4.  Has the patient ever received a blood transfusion?  Is there a possibility of other needle transmission (e.g., drug user)?

 

Transmission via blood transfusions in the US are extremely rare; more common in other countries. 

 

5.   Where does the patient live and what does the patient do for a living?

 

If  patient does not live near or work at an international airport (called ?airport malaria@), the request is denied.

 

1.  If malaria is likely and the specimen needs to be processed after 5 pm,

a.  Determine if the patient has established a fever pattern.  Optimum time to draw blood is midway between chills, but this timing may be unreasonable.  Blood may be collected every 6 hours; if possible, draw times should be arranged with me or Larry on day shift.  The best specimen is a needlestick, not a lavender top tube.

b.  If malaria smears must be performed immediately, contact Larry (B13434) to have a parasitology technologist brought in to make and read the smears.

c.  Call the floor back to tell them when to draw a lavender top (EDTA) tube.  Blood must be processed within 1 hour to retain parasite morphology.

2.  If malaria is unlikely, deny the request. 

    If blood cultures are negative after 18 hours and malaria is still high on the differential diagnosis, recommend the physician contact me or Larry on day shift to arrange for malaria smears to be performed.  The best specimen is a fingerstick, not a lavender top tube.

*************************************************************************************************************

Chlamydia/GC testing

As is clearly stated in the Reference Values and Specimen Collection handbook, these are the only specimens acceptable for DNA probe testing: NO EXCEPTIONS‑‑FDA approval is for  these sites only

Chlamydia trachomatis:  urethra, endocervix, “dirty catch” urine                         

Neisseria gonorrhoeae:  urethra, endocervix, “dirty catch” urine

As James Snyder of the Univ. of Louisville has said, If the test was performed, you could not legally bill for it.  Furthermore, if the case was litigated, and the lawyer for the defense knew that the test had been performed (lab records subpoenaed) with a method not approved, they would use that against the prosecution as well as you if you were called to testify.  Your only recourse would be to perform the test and report "for research purposes only, not for diagnostic purposes".  Stay with the culture only approach.

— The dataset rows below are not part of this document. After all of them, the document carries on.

//! Application configuration.

use serde::{Deserialize, Serialize};
use std::path::{Path, PathBuf};

use crate::error::{ScenecastError, ScenecastResult};

/// File name looked up in the working directory before the user config.
pub const LOCAL_CONFIG_FILE: &str = "scenecast.json";

/// Global application configuration.
#[derive(Debug, Clone, Serialize, Deserialize)]
#[serde(default)]
pub struct AppConfig {
    /// External binaries.
    pub tools: ToolPaths,

    /// Where the renderer writes per-scene videos.
    pub media: MediaConfig,

    /// Scene-description source handed to the renderer.
    pub scene_file: PathBuf,

    /// Combined output video.
    pub output_path: PathBuf,

    /// Allowed gap between the combined duration and the sum of its inputs.
    pub duration_tolerance_secs: f64,

    /// Logging configuration.
    pub logging: LoggingConfig,
}

/// External tool binaries (names on PATH or absolute paths).
#[derive(Debug, Clone, Serialize, Deserialize)]
#[serde(default)]
pub struct ToolPaths {
    pub renderer: String,
    pub ffmpeg: String,
    pub ffprobe: String,
}

/// Renderer output layout.
#[derive(Debug, Clone, Serialize, Deserialize)]
#[serde(default)]
pub struct MediaConfig {
    /// Root of the renderer's video output (e.g. `media/videos`).
    pub media_root: PathBuf,

    /// Directory the renderer names after the scene source file.
    pub renderer_name: String,
}

/// Logging configuration.
#[derive(Debug, Clone, Serialize, Deserialize)]
#[serde(default)]
pub struct LoggingConfig {
    /// Log level filter (e.g., "info", "debug", "scenecast=debug,warn").
    pub level: String,

    /// Whether to output structured JSON logs.
    pub json: bool,
}

impl Default for AppConfig {
    fn default() -> Self {
        Self {
            tools: ToolPaths::default(),
            media: MediaConfig::default(),
            scene_file: PathBuf::from("manim_flow_maps.py"),
            output_path: PathBuf::from("static/videos/flow_maps_method.mp4"),
            duration_tolerance_secs: 0.5,
            logging: LoggingConfig::default(),
        }
    }
}

impl Default for ToolPaths {
    fn default() -> Self {
        Self {
            renderer: "manim".to_string(),
            ffmpeg: "ffmpeg".to_string(),
            ffprobe: "ffprobe".to_string(),
        }
    }
}

impl Default for MediaConfig {
    fn default() -> Self {
        Self {
            media_root: PathBuf::from("media/videos"),
            renderer_name: "manim_flow_maps".to_string(),
        }
    }
}

impl Default for LoggingConfig {
    fn default() -> Self {
        Self {
            level: "info".to_string(),
            json: false,
        }
    }
}

/// A loaded config together with the problems hit while looking for it.
///
/// Warnings are collected rather than logged so callers can emit them once
/// logging is initialized.
#[derive(Debug, Clone)]
pub struct LoadedConfig {
    pub config: AppConfig,

    /// File the config came from; `None` means defaults.
    pub source: Option<PathBuf>,

    pub warnings: Vec<String>,
}

impl LoadedConfig {
    /// Emit the collected warnings through `tracing`.
    pub fn log_warnings(&self) {
        for warning in &self.warnings {
            tracing::warn!("{warning}");
        }
    }
}

impl AppConfig {
    /// Load config.
    ///
    /// An explicit path must exist and parse. Otherwise `./scenecast.json`
    /// and then the user config file are tried, falling back to defaults
    /// with a warning when either is unreadable.
    pub fn load(explicit: Option<&Path>) -> ScenecastResult<LoadedConfig> {
        if let Some(path) = explicit {
            if !path.exists() {
                return Err(ScenecastError::FileNotFound {
                    path: path.to_path_buf(),
                });
            }
            return Ok(LoadedConfig {
                config: Self::from_file(path)?,
                source: Some(path.to_path_buf()),
                warnings: Vec::new(),
            });
        }

        Ok(Self::load_first_valid(&[
            PathBuf::from(LOCAL_CONFIG_FILE),
            config_file_path(),
        ]))
    }

    /// Load the first candidate that exists and parses, skipping unreadable
    /// ones with a warning. Defaults when none qualify.
    pub fn load_first_valid(candidates: &[PathBuf]) -> LoadedConfig {
        let mut warnings = Vec::new();
        for candidate in candidates {
            if !candidate.exists() {
                continue;
            }
            match Self::from_file(candidate) {
                Ok(config) => {
                    return LoadedConfig {
                        config,
                        source: Some(candidate.clone()),
                        warnings,
                    };
                }
                Err(e) => warnings.push(format!(
                    "Ignoring config at {}: {e}",
                    candidate.display()
                )),
            }
        }
        if !warnings.is_empty() {
            warnings.push("Falling back to default configuration".to_string());
        }
        LoadedConfig {
            config: Self::default(),
            source: None,
            warnings,
        }
    }

    /// Parse a config file.
    pub fn from_file(path: &Path) -> ScenecastResult<Self> {
        let content = std::fs::read_to_string(path)?;
        serde_json::from_str(&content).map_err(|e| {
            ScenecastError::config(format!("failed to parse {}: {e}", path.display()))
        })
    }

    /// Save config to the given location.
    pub fn save(&self, path: &Path) -> Result<(), std::io::Error> {
        if let Some(parent) = path.parent() {
            std::fs::create_dir_all(parent)?;
        }
        let json = serde_json::to_string_pretty(self).map_err(std::io::Error::other)?;
        std::fs::write(path, json)
    }
}

/// Standard user config file location.
pub fn config_file_path() -> PathBuf {
    let base = std::env::var("XDG_CONFIG_HOME")
        .map(PathBuf::from)
        .unwrap_or_else(|_| {
            let home = std::env::var("HOME").unwrap_or_else(|_| "/tmp".to_string());
            PathBuf::from(home).join(".config")
        });
    base.join("scenecast").join("config.json")
}
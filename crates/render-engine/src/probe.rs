//! Container metadata via ffprobe.

use std::path::Path;

use scenecast_common::error::{ScenecastError, ScenecastResult};

use crate::runner::{ToolInvocation, ToolRunner};

pub fn duration_invocation(ffprobe: &str, path: &Path) -> ToolInvocation {
    ToolInvocation::new(ffprobe)
        .args([
            "-v",
            "error",
            "-show_entries",
            "format=duration",
            "-of",
            "default=noprint_wrappers=1:nokey=1",
        ])
        .arg(path)
        .captured()
}

/// Read the container duration of `path` in seconds.
pub fn probe_duration(
    runner: &dyn ToolRunner,
    ffprobe: &str,
    path: &Path,
) -> ScenecastResult<f64> {
    let output = runner
        .run(&duration_invocation(ffprobe, path))?
        .into_result(ffprobe)?;
    parse_duration(&output.stdout).ok_or_else(|| {
        ScenecastError::probe(format!(
            "could not read duration of {} from ffprobe output {:?}",
            path.display(),
            output.stdout.trim()
        ))
    })
}

fn parse_duration(stdout: &str) -> Option<f64> {
    let secs = stdout.lines().next()?.trim().parse::<f64>().ok()?;
    (secs.is_finite() && secs >= 0.0).then_some(secs)
}
//! The structured query object and its building blocks.
//!
//! Two shapes exist on purpose: [`QueryCandidate`] mirrors the full object
//! the language collaborator is asked to produce (every key present, empty
//! strings standing in for "not applicable"), and [`StructuredQuery`] is the
//! final artifact where inapplicable sections are omitted rather than
//! emitted empty.

use serde::{Deserialize, Serialize};
use serde_json::Value;

/// A single node in the flat, id-referenced filter tree.
///
/// Branches carry conjunction structure; leaves carry one predicate each.
/// Children reference sibling nodes by `id` inside the same `filters` list.
#[derive(Debug, Clone, PartialEq, Serialize, Deserialize)]
#[serde(tag = "type")]
pub enum FilterNode {
    #[serde(rename = "branch")]
    Branch {
        id: String,
        #[serde(rename = "subjectEntity")]
        subject_entity: String,
        /// Only "and" is accepted by the downstream query language.
        operator: String,
        #[serde(default)]
        children: Vec<String>,
    },
    #[serde(rename = "leaf")]
    Leaf {
        id: String,
        #[serde(rename = "subjectEntity")]
        subject_entity: String,
        /// `None` serializes as null; the collaborator's empty-string
        /// sentinel is rewritten to `None` by the normalizer.
        column_id: Option<String>,
        /// Omitted entirely once the normalizer drops the implicit "is".
        #[serde(default, skip_serializing_if = "Option::is_none")]
        operator: Option<String>,
        value: Option<Value>,
    },
}

impl FilterNode {
    pub fn id(&self) -> &str {
        match self {
            FilterNode::Branch { id, .. } | FilterNode::Leaf { id, .. } => id,
        }
    }

    pub fn subject_entity(&self) -> &str {
        match self {
            FilterNode::Branch { subject_entity, .. }
            | FilterNode::Leaf { subject_entity, .. } => subject_entity,
        }
    }

    pub fn is_branch(&self) -> bool {
        matches!(self, FilterNode::Branch { .. })
    }

    /// Convenience constructor for a conjunctive branch.
    pub fn branch(id: impl Into<String>, subject_entity: impl Into<String>) -> Self {
        FilterNode::Branch {
            id: id.into(),
            subject_entity: subject_entity.into(),
            operator: "and".to_string(),
            children: vec![],
        }
    }

    /// Convenience constructor for a predicate leaf.
    pub fn leaf(
        id: impl Into<String>,
        subject_entity: impl Into<String>,
        column_id: impl Into<String>,
        operator: impl Into<String>,
        value: Value,
    ) -> Self {
        FilterNode::Leaf {
            id: id.into(),
            subject_entity: subject_entity.into(),
            column_id: Some(column_id.into()),
            operator: Some(operator.into()),
            value: Some(value),
        }
    }
}

/// Sort order for the result set.
///
/// `direction` stays a plain string on the wire; legality ("asc"/"desc") is
/// the validator's business, so a bad direction becomes retry feedback
/// instead of a parse failure.
#[derive(Debug, Clone, PartialEq, Serialize, Deserialize)]
pub struct SortSpec {
    pub column_id: String,
    pub direction: String,
}

/// The full shape requested from the language collaborator.
#[derive(Debug, Clone, Default, PartialEq, Serialize, Deserialize)]
pub struct QueryCandidate {
    #[serde(default)]
    pub filters: Vec<FilterNode>,
    #[serde(default)]
    pub summarize_by: String,
    #[serde(default)]
    pub sort_by: Option<SortSpec>,
    #[serde(default)]
    pub return_columns: Vec<String>,
}

impl QueryCandidate {
    /// Lift the candidate into the optional-keyed result shape without any
    /// normalization; empty-string sentinels and pruning are handled by
    /// [`crate::normalize`].
    pub fn into_query(self) -> StructuredQuery {
        StructuredQuery {
            filters: Some(self.filters),
            summarize_by: Some(self.summarize_by),
            sort_by: self.sort_by,
            return_columns: Some(self.return_columns),
        }
    }
}

/// The final artifact of a translation request.
///
/// Key order is part of the contract: `filters, summarize_by, sort_by,
/// return_columns`. Absent keys mean "not applicable" and are never emitted
/// with an empty value.
#[derive(Debug, Clone, Default, PartialEq, Serialize, Deserialize)]
pub struct StructuredQuery {
    #[serde(default, skip_serializing_if = "Option::is_none")]
    pub filters: Option<Vec<FilterNode>>,
    #[serde(default, skip_serializing_if = "Option::is_none")]
    pub summarize_by: Option<String>,
    #[serde(default, skip_serializing_if = "Option::is_none")]
    pub sort_by: Option<SortSpec>,
    #[serde(default, skip_serializing_if = "Option::is_none")]
    pub return_columns: Option<Vec<String>>,
}

impl StructuredQuery {
    /// The empty query: serializes as `{}`.
    pub fn empty() -> Self {
        Self::default()
    }

    pub fn is_empty(&self) -> bool {
        self.filters.is_none()
            && self.summarize_by.is_none()
            && self.sort_by.is_none()
            && self.return_columns.is_none()
    }
}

Specimens on sexual assault patients (remember that Lab Medicine does not accept chain of custody specimens): 

a.  pediatric patients:  cultures for legal purposes;   DNA probes are often performed for treatment as the results are available sooner

b.  adult patients:  cultures may or may not be performed for legal purposes;  DNA probes are almost always performed for treatment

Specimens from other sources must be cultured on appropriate media (GC) or cell culture (Chlamydia).  A direct specimen C trachomatis stain (e.g., DFA) can be performed at a reference lab.  The fluorescent stain that we use for Chlamydia culture confirmation cannot be used for direct specimen examination (manufacturer's package insert states this specifically).

Note: vaginal specimens for C trachomatis cultures are acceptable for patients of elementary school age;  vaginal specimens are unacceptable for patients older than that and should be rejected.